Would I gather arguments for hoping that I shall never be cast away?
Where shall I go to find them? Shall I look at my own graces and gifts?
Shall I take comfort in my own faith, and love, and penitence, and
zeal, and prayer? Shall I turn to my own heart, and say, "this same
heart will never be false and cold?" Oh, no! God forbid! I will look at
the cross of Christ. This is my grand argument. This is my mainstay. I
cannot think that He who went through such sufferings to redeem my
soul, will let that soul perish after all, when it has once cast itself
on Him. Oh, no! what Jesus paid for, Jesus will surely keep. He paid
dearly for it. He will not let it easily be lost. He died for me when I
was yet a dark sinner: He will never forsake me after I have believed.

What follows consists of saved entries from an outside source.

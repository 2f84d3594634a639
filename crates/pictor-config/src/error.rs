//! # Design
//!
//! - Provide structured, constant-message errors for configuration loading.
//! - Capture operation context (paths, fields, inputs) to make failures reproducible in tests.
//! - Preserve source errors without interpolating context into error messages.

use std::io;
use std::path::PathBuf;

use thiserror::Error;

/// Result type for configuration operations.
pub type ConfigResult<T> = Result<T, ConfigError>;

/// Errors produced while loading or validating pipeline configuration.
#[derive(Debug, Error)]
pub enum ConfigError {
    /// IO failures while reading configuration or resolving paths.
    #[error("config io failure")]
    Io {
        /// Operation that triggered the IO failure.
        operation: &'static str,
        /// Path involved in the IO failure.
        path: PathBuf,
        /// Underlying IO error.
        source: io::Error,
    },
    /// TOML parsing failures.
    #[error("config parse failure")]
    Parse {
        /// Path of the document that failed to parse.
        path: PathBuf,
        /// Underlying TOML error.
        source: toml::de::Error,
    },
    /// Field-level validation failures.
    #[error("config invalid field")]
    Invalid {
        /// Field that failed validation.
        field: &'static str,
        /// Static reason for the failure.
        reason: &'static str,
        /// Offending value when available.
        value: Option<String>,
    },
}

impl ConfigError {
    pub(crate) fn io(operation: &'static str, path: impl Into<PathBuf>, source: io::Error) -> Self {
        Self::Io {
            operation,
            path: path.into(),
            source,
        }
    }

    pub(crate) fn parse(path: impl Into<PathBuf>, source: toml::de::Error) -> Self {
        Self::Parse {
            path: path.into(),
            source,
        }
    }
}

#[cfg(test)]
mod tests {
    use super::*;
    use std::error::Error;

    #[test]
    fn config_error_helpers_build_variants() {
        let io_err = ConfigError::io("read", "pictor.toml", io::Error::other("io"));
        assert!(matches!(io_err, ConfigError::Io { .. }));
        assert!(io_err.source().is_some());

        let toml_err = toml::from_str::<toml::Value>("not = [valid").expect_err("invalid toml");
        let parse_err = ConfigError::parse("pictor.toml", toml_err);
        assert!(matches!(parse_err, ConfigError::Parse { .. }));
        assert!(parse_err.source().is_some());
    }
}
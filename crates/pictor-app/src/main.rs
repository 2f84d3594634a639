#![forbid(unsafe_code)]
#![deny(
    warnings,
    dead_code,
    unused,
    unused_imports,
    unused_must_use,
    unreachable_pub,
    clippy::all,
    clippy::pedantic,
    clippy::cargo,
    clippy::nursery,
    rustdoc::broken_intra_doc_links,
    rustdoc::bare_urls,
    missing_docs
)]

//! Binary entrypoint that wires the Pictor ingestion pipeline together and
//! blocks on the watch loop.

use pictor_app::{AppResult, run_app};

/// Bootstraps the watcher and blocks until shutdown.
#[tokio::main]
async fn main() -> AppResult<()> {
    run_app().await
}
//! Core event bus for the Pictor ingestion pipeline.
//!
//! The bus provides a typed event enum, sequential identifiers, and support
//! for replaying recent events when subscribers reconnect. Internally it uses
//! `tokio::broadcast` with a bounded buffer; when the channel overflows, the
//! oldest events are dropped, matching the desired backpressure behaviour.

use std::collections::VecDeque;
use std::sync::{Arc, Mutex};

use chrono::{DateTime, Utc};
use tokio::sync::broadcast;
use tokio::sync::broadcast::{Receiver, Sender};
use uuid::Uuid;

/// Identifier assigned to each event emitted by the pipeline.
pub type EventId = u64;

/// Default buffer size for the in-memory replay ring.
const DEFAULT_REPLAY_CAPACITY: usize = 1_024;

/// Typed domain events surfaced by the ingestion pipeline.
#[derive(Debug, Clone, serde::Serialize, serde::Deserialize, PartialEq)]
#[serde(tag = "type", rename_all = "snake_case")]
pub enum Event {
    /// A candidate file appeared in the watched directory.
    FileObserved {
        /// Identifier of the unit of work handling the file.
        job_id: Uuid,
        /// Absolute path of the observed file.
        path: String,
    },
    /// A directory entry was skipped before processing.
    FileSkipped {
        /// Identifier of the unit of work (assigned even for skips).
        job_id: Uuid,
        /// Absolute path of the skipped entry.
        path: String,
        /// Static reason the entry was skipped.
        reason: String,
    },
    /// A file's size stopped changing and it is ready for analysis.
    FileStable {
        /// Identifier of the unit of work handling the file.
        job_id: Uuid,
        /// Absolute path of the stabilised file.
        path: String,
        /// Size of the file at the stable reading.
        size_bytes: u64,
    },
    /// A file never reached a stable size within the configured window.
    StabilityTimedOut {
        /// Identifier of the unit of work handling the file.
        job_id: Uuid,
        /// Absolute path of the abandoned file.
        path: String,
    },
    /// The analyzer exited successfully for a file.
    AnalysisSucceeded {
        /// Identifier of the unit of work handling the file.
        job_id: Uuid,
        /// Absolute path of the analysed file.
        path: String,
        /// Path of the result artifact.
        result_path: String,
    },
    /// The analyzer failed, timed out, or could not be launched.
    AnalysisFailed {
        /// Identifier of the unit of work handling the file.
        job_id: Uuid,
        /// Absolute path of the analysed file.
        path: String,
        /// Diagnostic message recorded for the failure.
        message: String,
    },
    /// Health state of pipeline components changed.
    HealthChanged {
        /// Names of components currently degraded (empty when recovered).
        degraded: Vec<String>,
    },
}

impl Event {
    /// Machine-friendly discriminator for stream consumers.
    #[must_use]
    pub fn kind(&self) -> &'static str {
        match self {
            Self::FileObserved { .. } => "file_observed",
            Self::FileSkipped { .. } => "file_skipped",
            Self::FileStable { .. } => "file_stable",
            Self::StabilityTimedOut { .. } => "stability_timed_out",
            Self::AnalysisSucceeded { .. } => "analysis_succeeded",
            Self::AnalysisFailed { .. } => "analysis_failed",
            Self::HealthChanged { .. } => "health_changed",
        }
    }
}

/// Metadata wrapper around events. Each envelope tracks the event id and
/// emission timestamp.
#[derive(Debug, Clone, serde::Serialize, serde::Deserialize, PartialEq)]
pub struct EventEnvelope {
    /// Sequential identifier assigned at publication.
    pub id: EventId,
    /// Instant the event was published.
    pub timestamp: DateTime<Utc>,
    /// The event payload.
    pub event: Event,
}

/// Shared event bus built on top of `tokio::broadcast`.
#[derive(Clone)]
pub struct EventBus {
    sender: Sender<EventEnvelope>,
    buffer: Arc<Mutex<VecDeque<EventEnvelope>>>,
    next_id: Arc<std::sync::atomic::AtomicU64>,
    replay_capacity: usize,
}

impl EventBus {
    /// Construct a new bus with the provided broadcast capacity.
    ///
    /// The broadcast channel uses the same capacity as the in-memory replay
    /// buffer, ensuring dropped events impact both structures consistently.
    ///
    /// # Panics
    ///
    /// Panics if `capacity` is zero.
    #[must_use]
    pub fn with_capacity(capacity: usize) -> Self {
        assert!(capacity > 0, "event bus capacity must be positive");
        let (sender, _) = broadcast::channel(capacity);
        Self {
            sender,
            buffer: Arc::new(Mutex::new(VecDeque::with_capacity(capacity))),
            next_id: Arc::new(std::sync::atomic::AtomicU64::new(1)),
            replay_capacity: capacity,
        }
    }

    /// Construct a bus with the default in-memory buffer size.
    #[must_use]
    pub fn new() -> Self {
        Self::with_capacity(DEFAULT_REPLAY_CAPACITY)
    }

    /// Publish a new event to the bus, assigning it a sequential identifier.
    ///
    /// # Panics
    ///
    /// Panics if the replay buffer mutex has been poisoned.
    #[must_use]
    pub fn publish(&self, event: Event) -> EventId {
        let id = self
            .next_id
            .fetch_add(1, std::sync::atomic::Ordering::Relaxed);
        let envelope = EventEnvelope {
            id,
            timestamp: Utc::now(),
            event,
        };

        {
            let mut buffer = self.buffer.lock().expect("event buffer mutex poisoned");
            if buffer.len() == self.replay_capacity {
                buffer.pop_front();
            }
            buffer.push_back(envelope.clone());
        }

        let _ = self.sender.send(envelope);
        id
    }

    /// Subscribe to the bus, replaying any buffered events newer than `since_id`.
    ///
    /// # Panics
    ///
    /// Panics if the replay buffer mutex has been poisoned.
    #[must_use]
    pub fn subscribe(&self, since_id: Option<EventId>) -> EventStream {
        let mut backlog = VecDeque::new();
        if let Some(since) = since_id {
            let buffer = self.buffer.lock().expect("event buffer mutex poisoned");
            for item in buffer.iter() {
                if item.id > since {
                    backlog.push_back(item.clone());
                }
            }
        }

        let receiver = self.sender.subscribe();
        EventStream { backlog, receiver }
    }

    /// Returns the last assigned identifier, if any events have been published.
    ///
    /// # Panics
    ///
    /// Panics if the replay buffer mutex has been poisoned.
    #[must_use]
    pub fn last_event_id(&self) -> Option<EventId> {
        let buffer = self.buffer.lock().expect("event buffer mutex poisoned");
        buffer.back().map(|event| event.id)
    }
}

impl Default for EventBus {
    fn default() -> Self {
        Self::new()
    }
}

/// Stream wrapper that yields events either from the replay backlog or from
/// the live broadcast channel.
pub struct EventStream {
    backlog: VecDeque<EventEnvelope>,
    receiver: Receiver<EventEnvelope>,
}

impl EventStream {
    /// Receive the next event, respecting the replay backlog first.
    pub async fn next(&mut self) -> Option<EventEnvelope> {
        if let Some(event) = self.backlog.pop_front() {
            return Some(event);
        }

        match self.receiver.recv().await {
            Ok(event) => Some(event),
            Err(broadcast::error::RecvError::Lagged(_)) => self.receiver.recv().await.ok(),
            Err(broadcast::error::RecvError::Closed) => None,
        }
    }
}
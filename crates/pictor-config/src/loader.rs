//! TOML file loading for pipeline configuration.

use std::fs;
use std::path::Path;

use tracing::info;

use crate::error::{ConfigError, ConfigResult};
use crate::model::PipelineConfig;
use crate::validate;

/// Load, parse, and validate a pipeline configuration document.
///
/// The returned configuration has lowercase dot-free extensions and
/// absolute paths, ready to hand to the ingestion service.
///
/// # Errors
///
/// Returns an error when the file cannot be read, does not parse as
/// TOML, or fails validation.
pub fn load_config(path: impl AsRef<Path>) -> ConfigResult<PipelineConfig> {
    let path = path.as_ref();
    let raw = fs::read_to_string(path).map_err(|err| ConfigError::io("read_config", path, err))?;
    let mut config: PipelineConfig =
        toml::from_str(&raw).map_err(|err| ConfigError::parse(path, err))?;
    validate::finalize(&mut config)?;

    info!(
        watch_dir = %config.watch_dir.display(),
        result_dir = %config.result_dir.display(),
        extensions = ?config.extensions,
        "configuration loaded"
    );
    Ok(config)
}
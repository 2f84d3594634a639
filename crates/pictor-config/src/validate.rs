//! Normalisation and validation for loaded configuration.

use std::path::{Path, PathBuf};

use crate::error::{ConfigError, ConfigResult};
use crate::model::PipelineConfig;

/// Normalise and validate a freshly parsed configuration in place.
///
/// Extensions are lowercased and stripped of leading dots, all paths are
/// absolutised against the current working directory, and nonsensical
/// timing values are rejected before the pipeline starts.
///
/// # Errors
///
/// Returns an error for empty or malformed fields and for paths that cannot
/// be absolutised.
pub fn finalize(config: &mut PipelineConfig) -> ConfigResult<()> {
    config.extensions = normalize_extensions(&config.extensions)?;

    if config.stability.timeout_secs == 0 {
        return Err(ConfigError::Invalid {
            field: "stability.timeout_secs",
            reason: "must be positive",
            value: Some(config.stability.timeout_secs.to_string()),
        });
    }
    if config.stability.poll_interval_ms == 0 {
        return Err(ConfigError::Invalid {
            field: "stability.poll_interval_ms",
            reason: "must be positive",
            value: Some(config.stability.poll_interval_ms.to_string()),
        });
    }
    if config.stability.poll_interval() > config.stability.timeout() {
        return Err(ConfigError::Invalid {
            field: "stability.poll_interval_ms",
            reason: "must not exceed the stability timeout",
            value: Some(config.stability.poll_interval_ms.to_string()),
        });
    }
    if config.analyzer.timeout_secs == 0 {
        return Err(ConfigError::Invalid {
            field: "analyzer.timeout_secs",
            reason: "must be positive",
            value: Some(config.analyzer.timeout_secs.to_string()),
        });
    }

    config.watch_dir = absolutize("watch_dir", &config.watch_dir)?;
    config.result_dir = absolutize("result_dir", &config.result_dir)?;
    config.analyzer.script = absolutize("analyzer.script", &config.analyzer.script)?;

    Ok(())
}

fn normalize_extensions(raw: &[String]) -> ConfigResult<Vec<String>> {
    if raw.is_empty() {
        return Err(ConfigError::Invalid {
            field: "extensions",
            reason: "at least one extension is required",
            value: None,
        });
    }

    let mut normalized = Vec::with_capacity(raw.len());
    for entry in raw {
        let cleaned = entry.trim().trim_start_matches('.').to_ascii_lowercase();
        if cleaned.is_empty() {
            return Err(ConfigError::Invalid {
                field: "extensions",
                reason: "extension entries must be non-empty",
                value: Some(entry.clone()),
            });
        }
        if !normalized.contains(&cleaned) {
            normalized.push(cleaned);
        }
    }
    Ok(normalized)
}

fn absolutize(field: &'static str, path: &Path) -> ConfigResult<PathBuf> {
    if path.as_os_str().is_empty() {
        return Err(ConfigError::Invalid {
            field,
            reason: "path must be non-empty",
            value: None,
        });
    }
    std::path::absolute(path).map_err(|err| ConfigError::io("absolutize", path, err))
}
mod audit_log;
mod inquiries;
mod modal;
mod project_stage;
mod projects;
mod state;

#[cfg(test)]
mod test_harness;
#[cfg(test)]
mod view_smoke;

pub use audit_log::AuditLogView;
pub use inquiries::InquiryListView;
pub use modal::ConfirmModal;
pub use project_stage::ProjectStageView;
pub use projects::ProjectListView;
pub use state::{view_state_from_resource, ViewError, ViewState};
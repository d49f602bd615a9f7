use serde::{Deserialize, Serialize};
use thiserror::Error;

use crate::model::ids::StageId;

#[derive(Debug, Error, Clone, PartialEq, Eq)]
#[non_exhaustive]
pub enum ApprovalError {
    #[error("approved count ({approved}) exceeds total count ({total})")]
    CountExceedsTotal { approved: u32, total: u32 },
}

/// Per-stage approval aggregate as the backend reports it.
///
/// `approved ≤ total` is enforced at construction; the ratio itself is only
/// derived on demand.
#[derive(Debug, Clone, Copy, PartialEq, Eq, Serialize, Deserialize)]
#[serde(try_from = "RawApprovalRate", into = "RawApprovalRate")]
pub struct ApprovalRate {
    progress_id: StageId,
    approved: u32,
    total: u32,
    is_completed: bool,
}

impl ApprovalRate {
    /// Build an approval rate from backend counts.
    ///
    /// # Errors
    ///
    /// Returns `ApprovalError::CountExceedsTotal` when `approved > total`.
    pub fn from_counts(
        progress_id: StageId,
        approved: u32,
        total: u32,
        is_completed: bool,
    ) -> Result<Self, ApprovalError> {
        if approved > total {
            return Err(ApprovalError::CountExceedsTotal { approved, total });
        }
        Ok(Self {
            progress_id,
            approved,
            total,
            is_completed,
        })
    }

    #[must_use]
    pub fn progress_id(&self) -> StageId {
        self.progress_id
    }

    #[must_use]
    pub fn approved(&self) -> u32 {
        self.approved
    }

    #[must_use]
    pub fn total(&self) -> u32 {
        self.total
    }

    #[must_use]
    pub fn is_completed(&self) -> bool {
        self.is_completed
    }

    /// Approval ratio as a rounded integer percentage.
    ///
    /// `None` means no approval requests have been filed against the stage,
    /// which the UI renders as its own state rather than as 0%.
    #[must_use]
    pub fn percent(&self) -> Option<u8> {
        if self.total == 0 {
            return None;
        }
        let ratio = f64::from(self.approved) / f64::from(self.total);
        Some((ratio * 100.0).round() as u8)
    }
}

#[derive(Debug, Clone, Copy, Serialize, Deserialize)]
#[serde(rename_all = "camelCase")]
struct RawApprovalRate {
    progress_id: StageId,
    approved_approval_count: u32,
    total_approval_count: u32,
    #[serde(default)]
    is_completed: bool,
}

impl TryFrom<RawApprovalRate> for ApprovalRate {
    type Error = ApprovalError;

    fn try_from(raw: RawApprovalRate) -> Result<Self, Self::Error> {
        Self::from_counts(
            raw.progress_id,
            raw.approved_approval_count,
            raw.total_approval_count,
            raw.is_completed,
        )
    }
}

impl From<ApprovalRate> for RawApprovalRate {
    fn from(rate: ApprovalRate) -> Self {
        Self {
            progress_id: rate.progress_id,
            approved_approval_count: rate.approved,
            total_approval_count: rate.total,
            is_completed: rate.is_completed,
        }
    }
}

/// The backend's per-stage aggregates for a whole project.
#[derive(Debug, Clone, PartialEq, Eq, Default, Serialize, Deserialize)]
#[serde(rename_all = "camelCase")]
pub struct ProgressStatus {
    #[serde(default)]
    pub progress_list: Vec<ApprovalRate>,
}

impl ProgressStatus {
    /// The aggregate for one stage, if the backend reported it.
    #[must_use]
    pub fn rate_for(&self, stage_id: StageId) -> Option<&ApprovalRate> {
        self.progress_list
            .iter()
            .find(|rate| rate.progress_id() == stage_id)
    }
}
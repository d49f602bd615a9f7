mod approval;
mod project_list;
mod stage_vm;
mod time_fmt;

pub use approval::{approval_percent, can_offer_advance};
pub use project_list::{filter_by_name, page_of, total_pages, PROJECT_PAGE_SIZE};
pub use stage_vm::{StageStatus, StageTimelineVm};
pub use time_fmt::{format_date, format_datetime};
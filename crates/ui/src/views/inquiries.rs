use chrono::NaiveDate;
use dioxus::prelude::*;

use services::{InquiryFilter, INQUIRY_PAGE_SIZE};
use workstage_core::model::{Inquiry, InquiryStatus};

use crate::context::AppContext;
use crate::views::{view_state_from_resource, ViewError, ViewState};
use crate::vm::format_datetime;

/// Admin inquiry list: filter fields plus offset pagination.
#[component]
pub fn InquiryListView() -> Element {
    let ctx = use_context::<AppContext>();

    // Authorization failures are not rendered-then-rejected: anyone who is
    // not an admin gets the message and no request is ever dispatched.
    if !ctx.session().is_admin() {
        return rsx! {
            div { class: "page",
                h2 { "문의사항 관리" }
                p { class: "error", "{ViewError::Forbidden.message()}" }
            }
        };
    }

    // Draft fields; applied to `submitted` when 검색 is pressed.
    let mut title = use_signal(String::new);
    let mut creator_name = use_signal(String::new);
    let mut status = use_signal(String::new);
    let mut start_date = use_signal(String::new);
    let mut end_date = use_signal(String::new);

    let mut submitted = use_signal(InquiryFilter::default);
    let mut page = use_signal(|| 0u32);

    let resource = {
        let inquiries = ctx.inquiries();
        use_resource(move || {
            let inquiries = inquiries.clone();
            let filter = submitted();
            let page = page();
            async move {
                inquiries
                    .search(&filter, page)
                    .await
                    .map_err(|err| ViewError::from_api(&err))
            }
        })
    };
    let state = view_state_from_resource(&resource);

    let on_search = move |_| {
        page.set(0);
        submitted.set(InquiryFilter {
            title: title(),
            creator_name: creator_name(),
            status: match status().as_str() {
                "PENDING" => Some(InquiryStatus::Pending),
                "COMPLETED" => Some(InquiryStatus::Completed),
                _ => None,
            },
            start_date: NaiveDate::parse_from_str(&start_date(), "%Y-%m-%d").ok(),
            end_date: NaiveDate::parse_from_str(&end_date(), "%Y-%m-%d").ok(),
        });
    };

    rsx! {
        div { class: "page",
            h2 { "문의사항 관리" }

            div { class: "filter-row",
                input {
                    r#type: "text",
                    value: "{title}",
                    placeholder: "제목",
                    oninput: move |evt| title.set(evt.value()),
                }
                input {
                    r#type: "text",
                    value: "{creator_name}",
                    placeholder: "작성자",
                    oninput: move |evt| creator_name.set(evt.value()),
                }
                select {
                    value: "{status}",
                    onchange: move |evt| status.set(evt.value()),
                    option { value: "", "전체" }
                    option { value: "PENDING", "답변 대기" }
                    option { value: "COMPLETED", "답변 완료" }
                }
                input {
                    r#type: "date",
                    value: "{start_date}",
                    oninput: move |evt| start_date.set(evt.value()),
                }
                input {
                    r#type: "date",
                    value: "{end_date}",
                    oninput: move |evt| end_date.set(evt.value()),
                }
                button { class: "btn btn-search", r#type: "button", onclick: on_search, "검색" }
            }

            match state {
                ViewState::Idle => rsx! {
                    p { "대기" }
                },
                ViewState::Loading => rsx! {
                    p { class: "loading", "로딩중..." }
                },
                ViewState::Error(err) => rsx! {
                    p { class: "error", "{err.message()}" }
                },
                ViewState::Ready(data) => rsx! {
                    if data.content.is_empty() {
                        p { class: "empty", "데이터가 없습니다." }
                    } else {
                        table { class: "data-table",
                            thead {
                                tr {
                                    th { "제목" }
                                    th { "작성자" }
                                    th { "상태" }
                                    th { "작성일" }
                                }
                            }
                            tbody {
                                for inquiry in data.content.iter() {
                                    InquiryRow { inquiry: inquiry.clone() }
                                }
                            }
                        }
                        PageControls {
                            page: page(),
                            total_elements: data.total_elements,
                            on_change: move |next| page.set(next),
                        }
                    }
                },
            }
        }
    }
}

#[component]
fn InquiryRow(inquiry: Inquiry) -> Element {
    let badge = match inquiry.status {
        InquiryStatus::Pending => "badge badge-danger",
        InquiryStatus::Completed => "badge badge-secondary",
    };

    rsx! {
        tr {
            td { "{inquiry.title}" }
            td { "{inquiry.creator_name}" }
            td {
                span { class: "{badge}", "{inquiry.status.label()}" }
            }
            td { "{format_datetime(inquiry.created_at)}" }
        }
    }
}

#[component]
fn PageControls(page: u32, total_elements: u64, on_change: Callback<u32>) -> Element {
    let total_pages = total_elements.div_ceil(u64::from(INQUIRY_PAGE_SIZE)).max(1) as u32;

    rsx! {
        div { class: "pager-row",
            button {
                class: "btn nav-btn",
                r#type: "button",
                disabled: page == 0,
                onclick: move |_| on_change.call(page.saturating_sub(1)),
                "이전"
            }
            span { class: "stage-indicator", "{page + 1} / {total_pages}" }
            button {
                class: "btn nav-btn",
                r#type: "button",
                disabled: page + 1 >= total_pages,
                onclick: move |_| on_change.call(page + 1),
                "다음"
            }
        }
    }
}
use dioxus::prelude::*;

use services::ApiError;

#[derive(Clone, Copy, Debug, PartialEq, Eq)]
pub enum ViewError {
    Forbidden,
    Unknown,
}

impl ViewError {
    #[must_use]
    pub fn message(self) -> &'static str {
        match self {
            ViewError::Forbidden => "접근 권한이 없습니다.",
            ViewError::Unknown => "데이터를 불러오지 못했습니다.",
        }
    }

    /// Collapse a transport failure into what the view can say about it.
    #[must_use]
    pub fn from_api(err: &ApiError) -> Self {
        if err.is_forbidden() {
            ViewError::Forbidden
        } else {
            ViewError::Unknown
        }
    }
}

#[derive(Clone, Debug, PartialEq)]
pub enum ViewState<T> {
    Idle,
    Loading,
    Ready(T),
    Error(ViewError),
}

#[must_use]
pub fn view_state_from_resource<T: Clone>(
    resource: &Resource<Result<T, ViewError>>,
) -> ViewState<T> {
    match resource.state().cloned() {
        UseResourceState::Pending => ViewState::Loading,
        UseResourceState::Ready => match resource.value().read().as_ref() {
            Some(Ok(data)) => ViewState::Ready(data.clone()),
            Some(Err(err)) => ViewState::Error(*err),
            None => ViewState::Error(ViewError::Unknown),
        },
        UseResourceState::Paused | UseResourceState::Stopped => ViewState::Idle,
    }
}
use workstage_core::model::ProjectSummary;

/// Rows per page of the client-paged project list.
pub const PROJECT_PAGE_SIZE: usize = 10;

/// Case-insensitive substring filter on the project name.
#[must_use]
pub fn filter_by_name(projects: &[ProjectSummary], term: &str) -> Vec<ProjectSummary> {
    let needle = term.trim().to_lowercase();
    projects
        .iter()
        .filter(|project| project.name.to_lowercase().contains(&needle))
        .cloned()
        .collect()
}

/// One page of an already-filtered list. Pages are 1-based.
#[must_use]
pub fn page_of(projects: &[ProjectSummary], page: usize) -> Vec<ProjectSummary> {
    let start = page.saturating_sub(1) * PROJECT_PAGE_SIZE;
    projects
        .iter()
        .skip(start)
        .take(PROJECT_PAGE_SIZE)
        .cloned()
        .collect()
}

/// Number of pages the filtered list spans.
#[must_use]
pub fn total_pages(count: usize) -> usize {
    count.div_ceil(PROJECT_PAGE_SIZE)
}
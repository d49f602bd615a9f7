use dioxus::prelude::*;
use dioxus_router::use_navigator;

use workstage_core::model::ProjectSummary;

use crate::context::AppContext;
use crate::routes::Route;
use crate::views::{view_state_from_resource, ViewError, ViewState};
use crate::vm::{filter_by_name, format_date, page_of, total_pages};

/// The signed-in user's project list; admins see every project.
///
/// Filtering and paging happen client-side over the fetched list.
#[component]
pub fn ProjectListView() -> Element {
    let ctx = use_context::<AppContext>();

    let mut search_term = use_signal(String::new);
    let mut submitted_term = use_signal(String::new);
    let mut page = use_signal(|| 1usize);

    let resource = {
        let projects = ctx.projects();
        let session = ctx.session().clone();
        use_resource(move || {
            let projects = projects.clone();
            let session = session.clone();
            async move {
                let result = if session.is_admin() {
                    projects.list_all_projects().await
                } else {
                    projects.list_user_projects(session.user_id()).await
                };
                result.map_err(|err| ViewError::from_api(&err))
            }
        })
    };
    let state = view_state_from_resource(&resource);

    let on_search = move |_| {
        page.set(1);
        submitted_term.set(search_term());
    };

    rsx! {
        div { class: "page",
            h2 { "내 프로젝트" }

            div { class: "filter-row",
                input {
                    r#type: "text",
                    value: "{search_term}",
                    placeholder: "프로젝트명 검색",
                    oninput: move |evt| search_term.set(evt.value()),
                    onkeydown: move |evt| {
                        if evt.key() == Key::Enter {
                            page.set(1);
                            submitted_term.set(search_term());
                        }
                    },
                }
                button { class: "btn btn-search", r#type: "button", onclick: on_search, "검색" }
            }

            match state {
                ViewState::Idle => rsx! {
                    p { "대기" }
                },
                ViewState::Loading => rsx! {
                    p { class: "loading", "로딩 중..." }
                },
                ViewState::Error(ViewError::Forbidden) => rsx! {
                    p { class: "error", "접근 권한이 없습니다." }
                },
                ViewState::Error(_) => rsx! {
                    p { class: "error", "프로젝트 목록을 불러오는데 실패했습니다." }
                },
                ViewState::Ready(data) => rsx! {
                    ProjectTable {
                        projects: data.clone(),
                        term: submitted_term(),
                        page,
                    }
                },
            }
        }
    }
}

#[component]
fn ProjectTable(projects: Vec<ProjectSummary>, term: String, page: Signal<usize>) -> Element {
    let navigator = use_navigator();

    let filtered = filter_by_name(&projects, &term);
    let pages = total_pages(filtered.len());
    let rows = page_of(&filtered, page());

    if rows.is_empty() {
        return rsx! {
            p { class: "empty", "데이터가 없습니다." }
        };
    }

    rsx! {
        table { class: "data-table",
            thead {
                tr {
                    th { "프로젝트명" }
                    th { "시작일" }
                    th { "종료일" }
                    th { "상태" }
                    th { "역할" }
                }
            }
            tbody {
                for project in rows {
                    ProjectRow {
                        project: project.clone(),
                        on_open: move |project_id| {
                            navigator.push(Route::Project { project_id });
                        },
                    }
                }
            }
        }
        div { class: "pager-row",
            button {
                class: "btn nav-btn",
                r#type: "button",
                disabled: page() <= 1,
                onclick: move |_| page.set(page().saturating_sub(1).max(1)),
                "이전"
            }
            span { class: "stage-indicator", "{page()} / {pages}" }
            button {
                class: "btn nav-btn",
                r#type: "button",
                disabled: page() >= pages,
                onclick: move |_| page.set(page() + 1),
                "다음"
            }
        }
    }
}

#[component]
fn ProjectRow(project: ProjectSummary, on_open: Callback<i64>) -> Element {
    let status_badge = if project.deleted {
        "badge badge-danger"
    } else {
        "badge badge-secondary"
    };
    let role_label = project.my_role.map_or("-", |role| role.label());
    let project_id = project.project_id.value();

    rsx! {
        tr {
            class: "row-clickable",
            onclick: move |_| on_open.call(project_id),
            td { "{project.name}" }
            td { "{format_date(project.start_date)}" }
            td { "{format_date(project.end_date)}" }
            td {
                span { class: "{status_badge}", "{project.status_label()}" }
            }
            td { "{role_label}" }
        }
    }
}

Ah, reader, when Satan tempts you to doubt whether Christ's people will
be kept from falling, you should tell Satan to look at the cross.
And now, reader, will you marvel that I said all Christians ought to
glory in the cross? Will you not rather wonder that any can hear of the
cross and remain unmoved? I declare I know no greater proof of man's
depravity, than the fact that thousands of so-called Christians see
nothing in the cross. Well may our hearts be called stony,--well may
the eyes of our mind be called blind,--well may our whole nature be
called diseased,--well may we all be called dead, when the cross of
Christ is heard of and yet neglected. Surely we may take up the words
of the prophet, and say, Hear, on heavens, and be astonished on earth ;
a wonderful and a horrible thing is done,"--Christ was crucified for
sinners, and yet many Christians live as if He was never crucified at
Reader, the cross is the grand peculiarity of the Christian religion.
Other religions have laws and moral precepts,--forms and
ceremonies,--rewards and punishments. But other religions cannot tell
us of a dying Saviour. They cannot show us the cross This is the crown
and glory of the Gospel. This is that special comfort which belongs to
it alone. Miserable indeed is that religious teaching which calls
itself Christian, and yet contains nothing of the cross. A man who
teaches in this way, might as well profess to explain the solar system,
and yet tell his hearers nothing about the sun.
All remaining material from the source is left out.